Forum Moderators: open

Message Too Old, No Replies

github.com/typhoeus

         

aristotle

9:12 pm on Apr 16, 2015 (gmt 0)

WebmasterWorld Senior Member 10+ Year Member Top Contributors Of The Month



This hit one of my home pages 4 times in 5 seconds on April 15.
Host: 54.197.81.31
/
Http Code: 200 Date: Apr 15 18:29:47 Http Version: HTTP/1.1 Size in Bytes: -
Referer: -
Agent: Typhoeus - https://github.com/typhoeus/typhoeus

I never noticed it before and haven't seen it since. Evidently it came from a part of AWS that I don't block (my AWS blocking has gotten messed up). So I'm wondering what exactly it is, and why it came 4 times in 5 seconds.

[edited by: keyplyr at 5:55 am (utc) on Apr 1, 2017]
[edit reason] delinked URL [/edit]

Pfui

11:53 pm on Apr 16, 2015 (gmt 0)

WebmasterWorld Senior Member 10+ Year Member Top Contributors Of The Month



"Typhoeus wraps libcurl in order to make fast and reliable requests." http://github.com/typhoeus/typhoeus

In a word: Ugh.

I've blocked Typhoeus [NC] since 2011 but I don't have additional info about it.
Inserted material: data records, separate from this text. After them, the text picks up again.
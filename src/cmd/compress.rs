//! The `compress` subcommand.

use clap::Args;

use crate::{
    async_utils::spawn_blocking_propagating_panics,
    images::{CompressOptions, EncodeFormat, SourceImage, compress, format_file_size},
    prelude::*,
    ui::Ui,
};

/// Compress command line arguments.
#[derive(Debug, Args)]
pub struct CompressOpts {
    /// The image to compress.
    pub input: PathBuf,

    /// Where to write the compressed image.
    #[clap(short = 'o', long = "out")]
    pub output_path: PathBuf,

    /// JPEG quality, from 0.1 to 1.0.
    #[clap(long, default_value_t = 0.8)]
    pub quality: f32,

    /// Shrink the image to at most this many pixels wide.
    #[clap(long)]
    pub max_width: Option<u32>,

    /// Shrink the image to at most this many pixels high.
    #[clap(long)]
    pub max_height: Option<u32>,

    /// Output format. Defaults to the format implied by the output path, or
    /// JPEG.
    #[clap(long, value_enum)]
    pub format: Option<EncodeFormat>,
}

impl CompressOpts {
    fn to_options(&self) -> CompressOptions {
        CompressOptions {
            quality: self.quality,
            max_width: self.max_width,
            max_height: self.max_height,
            format: self
                .format
                .or_else(|| EncodeFormat::from_path(&self.output_path))
                .unwrap_or_default(),
        }
    }
}

/// The `compress` subcommand.
#[instrument(level = "debug", skip_all, fields(input = %opts.input.display()))]
pub async fn cmd_compress(ui: Ui, opts: &CompressOpts) -> Result<()> {
    let options = opts.to_options();
    options.validate()?;

    // Give extensionless output paths the right extension.
    let output_path = match opts.output_path.extension() {
        Some(_) => opts.output_path.clone(),
        None => opts.output_path.with_extension(options.format.extension()),
    };

    let source = SourceImage::load(&opts.input).await?;
    let report =
        spawn_blocking_propagating_panics(move || compress(&source, &options)).await?;
    tokio::fs::write(&output_path, &report.data)
        .await
        .with_context(|| format!("Failed to write image to {:?}", output_path))?;

    debug!(
        compressed_size = report.compressed_size,
        format = ?report.format,
        "Compressed image"
    );
    ui.display_message(
        "🗜️",
        &format!(
            "{} → {} ({}% smaller), {}×{} → {}×{}",
            format_file_size(report.original_size),
            format_file_size(report.compressed_size),
            report.compression_ratio,
            report.original_width,
            report.original_height,
            report.width,
            report.height,
        ),
    );
    Ok(())
}
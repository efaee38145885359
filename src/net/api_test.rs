use super::*;

#[test]
fn resolve_csrf_token_prefers_configured_value() {
    let token = resolve_csrf_token(Some("from-attr"), || panic!("cookie should not be read"));
    assert_eq!(token, "from-attr");
}

#[test]
fn resolve_csrf_token_falls_back_to_cookie() {
    assert_eq!(resolve_csrf_token(None, || Some("from-cookie".to_owned())), "from-cookie");
    assert_eq!(resolve_csrf_token(Some(""), || Some("from-cookie".to_owned())), "from-cookie");
}

#[test]
fn resolve_csrf_token_is_empty_when_nothing_available() {
    assert_eq!(resolve_csrf_token(None, || None), "");
}

#[test]
fn csrf_names_match_django_defaults() {
    assert_eq!(CSRF_HEADER, "X-CSRFToken");
    assert_eq!(CSRF_COOKIE, "csrftoken");
}

#[test]
fn api_error_messages_include_detail() {
    assert_eq!(ApiError::Network("offline".to_owned()).to_string(), "network error: offline");
    assert_eq!(ApiError::Decode("eof".to_owned()).to_string(), "malformed response: eof");
}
FWIW, I also block any UA containing github.

Apparently I'm not the only one who doesn't like GitHub... [foxnews.com...]

[edited by: keyplyr at 5:56 am (utc) on Apr 1, 2017]
[edit reason] delinked URL [/edit]

aristotle

12:11 pm on Apr 17, 2015 (gmt 0)

WebmasterWorld Senior Member 10+ Year Member Top Contributors Of The Month



Thanks Pfui
I think these hits might be a test by someone who is working on a new crawler. At any rate, I've blocked that IP and also followed your suggestion and added github and typhoeus to my UA block list.

lucy24

7:34 pm on Apr 17, 2015 (gmt 0)

WebmasterWorld Senior Member 10+ Year Member Top Contributors Of The Month



:: shuffling papers ::

a giant who tried to force Jupiter from heaven, and was buried beneath Etna. *

Not who I'd choose for a namesake, but burying robots beneath Etna is always an attractive option.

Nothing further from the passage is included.